Historic church in Kentucky, United States

First African Baptist Church and Parsonage is an historically significant church building and an associated parsonage located in the United States on West Jefferson Avenue in Georgetown, Kentucky. In 1842, First Baptist Church moved from their West Jefferson location to a site closer to Georgetown College on College and Hamilton Streets. The church's previous building and property were leased to local black Baptists so a new congregation solely for blacks could be formed. The current building was constructed in 1870. The buildings were added to the U.S. National Register of Historic Places in 1984.

==History==
The First Baptist Church congregation in Georgetown, Kentucky was organized in 1811, and its first meeting house erected on West Jefferson Street in 1815. In 1842 Howard Malcom, the pastor of the church and president of Georgetown College, urged the relocation of the church to a site near the college.

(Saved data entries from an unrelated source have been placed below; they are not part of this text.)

//! Candidate selection, as provided by the experiment's cut objects
//!
//! The analysis only depends on the `CandidateSelector` trait. `WindowCuts`
//! is a simple implementation driven by the configuration file.

use crate::{
    candidate::PairKinematics,
    config::CutParameters,
    event::{Event, Track, V0},
    extract::V0Species,
    momentum::{from_xyzm, invariant_mass},
    numeric::{masses, Float},
};
use prefix_num_ops::real::*;

/// Outcome of the single-track electron selection
#[derive(Clone, Copy, Debug, PartialEq, Eq)]
pub enum TrackDecision {
    /// The track fails the electron cuts
    Rejected,

    /// The track passes the electron cuts but comes from a photon conversion
    Conversion,

    /// The track passes the electron cuts
    Selected,
}

/// Λ invariant mass region of a V0 candidate
#[derive(Clone, Copy, Debug, PartialEq, Eq, PartialOrd, Ord, Hash)]
pub enum MassWindow {
    /// Signal region around the Λ mass
    Peak,

    /// Background regions on both sides of the signal region
    Sideband,
}

/// Selection decisions needed by the analysis
pub trait CandidateSelector {
    /// Apply the single-track electron cuts to a track, whose PID information
    /// is carried by `pid_track`
    fn select_track(&self, track: &Track, pid_track: &Track, event: &Event) -> TrackDecision;

    /// Apply the single-V0 cuts
    fn select_v0(&self, v0: &V0, event: &Event) -> bool;

    /// Decide whether a V0 is a Λ or a Λ̄
    fn species(&self, v0: &V0) -> V0Species;

    /// Mass region of a V0 with a given invariant mass
    fn mass_window(&self, mass: Float) -> Option<MassWindow>;

    /// Apply the electron-V0 pair cuts
    fn select_pair(&self, pair: &PairKinematics) -> bool;
}

/// Opposite-sign electron pairs below this mass are photon conversions
const CONVERSION_MASS_MAX: Float = 0.05;

/// Mass window based candidate selection
#[derive(Clone, Debug)]
pub struct WindowCuts {
    params: CutParameters,
}
//
impl WindowCuts {
    /// Set up the selection from the configured cut parameters
    pub fn new(params: &CutParameters) -> Self {
        Self {
            params: params.clone(),
        }
    }

    /// Truth that a track has an opposite-sign partner with which it forms a
    /// low-mass e⁺e⁻ pair
    fn is_conversion(track: &Track, event: &Event) -> bool {
        let p_track = from_xyzm(&track.momentum, masses::ELECTRON);
        event
            .tracks
            .iter()
            .filter(|other| other.id != track.id && other.charge * track.charge < 0)
            .any(|other| {
                let p_other = from_xyzm(&other.momentum, masses::ELECTRON);
                invariant_mass(&(p_track + p_other)) < CONVERSION_MASS_MAX
            })
    }
}
//
impl CandidateSelector for WindowCuts {
    fn select_track(&self, track: &Track, pid_track: &Track, event: &Event) -> TrackDecision {
        let accepted = (track.filter_map & self.params.track_filter_mask) != 0
            && track.charge != 0
            && pid_track.charge == track.charge
            && track.pt() >= self.params.min_lepton_pt
            && abs(track.eta()) <= self.params.max_lepton_eta;
        if !accepted {
            TrackDecision::Rejected
        } else if Self::is_conversion(track, event) {
            TrackDecision::Conversion
        } else {
            TrackDecision::Selected
        }
    }

    fn select_v0(&self, v0: &V0, _event: &Event) -> bool {
        let mass = match self.species(v0) {
            V0Species::Lambda => v0.mass_lambda,
            V0Species::AntiLambda => v0.mass_anti_lambda,
        };
        v0.momentum.norm() > 0. && self.mass_window(mass).is_some()
    }

    fn species(&self, v0: &V0) -> V0Species {
        if abs(v0.mass_lambda - masses::LAMBDA) < self.params.lambda_mass_tolerance {
            V0Species::Lambda
        } else {
            V0Species::AntiLambda
        }
    }

    fn mass_window(&self, mass: Float) -> Option<MassWindow> {
        let distance = abs(mass - masses::LAMBDA);
        if distance < self.params.peak_half_width {
            Some(MassWindow::Peak)
        } else if distance >= self.params.sideband_inner && distance < self.params.sideband_outer {
            Some(MassWindow::Sideband)
        } else {
            None
        }
    }

    fn select_pair(&self, pair: &PairKinematics) -> bool {
        pair.cos_opening_angle > 0.
    }
}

The congregation moved from their West Jefferson location to a site on College and Hamilton Streets. The building at the original site was leased to black congregation. G. W. Dupee, a slave, was the first official pastor of the black congregation. Reuben Lee was pastor when the current building was constructed in 1870.

==Architecture==
The church building has a Gothic Revival style. The original twin doors to accommodate women and men separately entering have been closed on the front facade and replaced with "a single centered entrance highlighted by three lancet arches."